Documentação sobre seguro disponível
A votação contou com duas abstenções (Livre e PCP). Em causa está documentação da seguradora que fez os seguros das gémeas e também relativa aos processos em tribunal colocados pela mãe das crianças - que esta tinha recusado enviar aos deputados -, explicou o presidente da comissão, Rui Paulo Sousa. Ficará de imediato disponível para consulta dos deputados, sob reserva.
Já Francisco André, que foi chefe de gabinete do ex-primeiro-ministro António Costa, é ouvido esta quinta-feira na mesma reunião da comissão parlamentar de inquérito sobre o caso das gémeas tratadas em Portugal com o medicamento Zolgensma.
Foi primeiro questionado por Inês Sousa Real do PAN sobre se só tomou conhecimento do caso a 31 de outubro de 2019, quando recebeu a carta de Belém e se recebeu algum contacto relativo a este pedido, bem como se estranhou que não viesse com o remetente (Nuno Rebelo de Sousa).
Pedido encaminhado para Saúde após sete dias
"O momento em que tive conhecimento deste caso foi em novembro de 2023 quando ele veio a público", respondeu. "Esta comunicação da Presidência da República enviada a 31 de outubro de 2019 foi recebida no gabinete do senhor primeiro-ministro e foi reencaminhada logo na semana seguinte para o Ministério da Saúde [6 de novembro], como é habitual fazer com este tipo de comunicações", afirmou Francisco André. Foi até enviada com outro conjunto de comunicações que estavam sob alçada daquele ministério, garantiu ainda.
"Não recebi nenhum contacto, não tive qualquer contacto sobre este assunto, nem da parte da Casa Civil nem de ninguém", acrescentou.
Diz que soube quem era o remetente através da comissão
Ao PAN, Francisco André disse ainda que "não tinha qualquer conhecimento sobre quem era o remetente originário da missiva". "E fiquei só a sabê-lo durante os trabalhos desta comissão parlamentar de inquérito", afirmou.
Quanto ao ofício que diz ter sido encaminhado para o Ministério da Saúde em 6 de novembro de 2019 "nem sequer foi assinado" por ele porque "nessa altura ou não estaria presente no gabinete nesse dia ou não estaria disponível". "O procedimento foi o habitual, a missiva chegou da Presidência da República, foi reencaminhado para o Ministério da Saúde como era feito com este tipo de missiva", fosse o Ministério da Saúde ou outro, assegurou.
"Gabinete não foi contactado pelos pais ou outra pessoa"

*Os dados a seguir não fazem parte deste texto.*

use sourcing_queue::QueueGateway;

use crate::ServiceError;

/// Acknowledgement that a keyword was handed to the queue.
#[derive(Debug, Clone, PartialEq, Eq)]
pub struct Accepted {
    /// The trimmed keyword that was enqueued.
    pub keyword: String,
}

/// Validates inbound keyword requests and forwards them to the queue.
#[derive(Debug, Clone)]
pub struct SourcingOrchestrator {
    gateway: QueueGateway,
}

impl SourcingOrchestrator {
    #[must_use]
    pub fn new(gateway: QueueGateway) -> Self {
        Self { gateway }
    }

    /// Dispatch a keyword for analysis without waiting for the worker.
    ///
    /// Identical keywords are not deduplicated; each call enqueues one message.
    ///
    /// # Errors
    ///
    /// - [`ServiceError::Validation`] if the keyword is missing or blank.
    /// - [`ServiceError::Queue`] if the queue does not accept the message.
    pub async fn request_sourcing(&self, keyword: Option<&str>) -> Result<Accepted, ServiceError> {
        let keyword = sourcing_core::validate_keyword(keyword).inspect_err(|e| {
            tracing::debug!(error = %e, "rejected sourcing request");
        })?;

        self.gateway.enqueue(keyword).await?;

        Ok(Accepted {
            keyword: keyword.to_owned(),
        })
    }
}
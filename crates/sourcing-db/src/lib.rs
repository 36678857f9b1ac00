use sqlx::{postgres::PgPoolOptions, PgPool};
use std::time::Duration;
use thiserror::Error;

const DEFAULT_MAX_CONNECTIONS: u32 = 10;
const DEFAULT_MIN_CONNECTIONS: u32 = 1;
const DEFAULT_ACQUIRE_TIMEOUT_SECS: u64 = 10;

// Path relative to crates/sourcing-db/Cargo.toml; resolves to <workspace-root>/migrations/
static MIGRATOR: sqlx::migrate::Migrator = sqlx::migrate!("../../migrations");

#[derive(Debug, Clone, Copy)]
pub struct PoolConfig {
    pub max_connections: u32,
    pub min_connections: u32,
    pub acquire_timeout_secs: u64,
}

impl Default for PoolConfig {
    fn default() -> Self {
        Self {
            max_connections: DEFAULT_MAX_CONNECTIONS,
            min_connections: DEFAULT_MIN_CONNECTIONS,
            acquire_timeout_secs: DEFAULT_ACQUIRE_TIMEOUT_SECS,
        }
    }
}

impl PoolConfig {
    #[must_use]
    pub fn from_app_config(config: &sourcing_core::AppConfig) -> Self {
        Self {
            max_connections: config.db_max_connections,
            min_connections: config.db_min_connections,
            acquire_timeout_secs: config.db_acquire_timeout_secs,
        }
    }
}

#[derive(Debug, Error)]
pub enum DbError {
    #[error(transparent)]
    Sqlx(#[from] sqlx::Error),
    #[error(transparent)]
    Migration(#[from] sqlx::migrate::MigrateError),
}

/// Connect to a Postgres pool using explicit URL and config.
///
/// # Errors
///
/// Returns [`sqlx::Error`] if the connection cannot be established.
pub async fn connect_pool(database_url: &str, config: PoolConfig) -> Result<PgPool, sqlx::Error> {
    PgPoolOptions::new()
        .max_connections(config.max_connections)
        .min_connections(config.min_connections)
        .acquire_timeout(Duration::from_secs(config.acquire_timeout_secs))
        .connect(database_url)
        .await
}

/// Run all pending migrations against the pool.
///
/// Returns the number of migrations that were applied.
///
/// # Errors
///
/// Returns [`sqlx::migrate::MigrateError`] if any migration fails.
pub async fn run_migrations(pool: &PgPool) -> Result<usize, sqlx::migrate::MigrateError> {
    // The _sqlx_migrations table may not exist yet on a fresh database; treat
    // absence as zero applied.
    let applied_before: i64 =
        sqlx::query_scalar::<_, i64>("SELECT COUNT(*) FROM _sqlx_migrations WHERE success = true")
            .fetch_one(pool)
            .await
            .unwrap_or(0);

    MIGRATOR.run(pool).await?;

    let applied_after: i64 =
        sqlx::query_scalar::<_, i64>("SELECT COUNT(*) FROM _sqlx_migrations WHERE success = true")
            .fetch_one(pool)
            .await
            .unwrap_or(0);

    let delta = (applied_after - applied_before).max(0);
    Ok(usize::try_from(delta).unwrap_or(0))
}

/// Send a `SELECT 1` to verify the pool has a live connection.
///
/// # Errors
///
/// Returns [`DbError`] if the query fails.
pub async fn health_check(pool: &PgPool) -> Result<(), DbError> {
    sqlx::query_scalar::<_, i32>("SELECT 1")
        .fetch_one(pool)
        .await?;
    Ok(())
}

#[cfg(test)]
mod tests {
    use super::*;

    #[test]
    fn pool_config_has_sane_defaults() {
        let config = PoolConfig::default();

        assert_eq!(config.max_connections, DEFAULT_MAX_CONNECTIONS);
        assert_eq!(config.min_connections, DEFAULT_MIN_CONNECTIONS);
        assert_eq!(config.acquire_timeout_secs, DEFAULT_ACQUIRE_TIMEOUT_SECS);
    }
}

pub mod analyses;
pub mod rankings;

pub use analyses::{insert_analysis, list_analyses, AnalysisRow};
pub use rankings::{list_ranking, replace_ranking_snapshot, RankingRow};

Em seguida, disse que "em nenhum momento" teve "contacto ou conhecimento de que tinha partido de Nuno Rebelo de Sousa".
"Senhora deputada, volto a repetir que só tive conhecimento deste caso em novembro de 2023 quando saiu nas notícias, quando foi tornado público. E, portanto, também não pude dar conhecimento disto a ninguém, nem ao primeiro-ministro nem a qualquer outra entidade", declarou em seguida, dirigindo-se a Inês Sousa Real. "Não tenho conhecimento de nenhum contacto, nem telefónico nem por outra via sobre este assunto", insistiu, quando instado sobre a existência de reuniões.
Em concreto, diz que "o gabinete do primeiro-ministro nunca foi contactado pelos pais das crianças nem por qualquer outra pessoa ou entidade".
Cabe aos ministérios "dar resposta"
Pelo PSD, António Rodrigues perguntou se algo de especial motivou a troca de correspondência ou se foi exclusivamente o reencaminhamento de uma situação para o Ministério. "Não há nada de anormal ou fora do vulgar. O sistema implementado enquanto eu exercia as funções de chefe de gabinete do senhor primeiro-ministro era que todas as comunicações recebidas, fossem da Casa Civil do presidente da República, fossem diretamente dos cidadãos ou entidades, eram por maioria de razão e motivos evidentes reencaminhadas para os ministérios setoriais", respondeu.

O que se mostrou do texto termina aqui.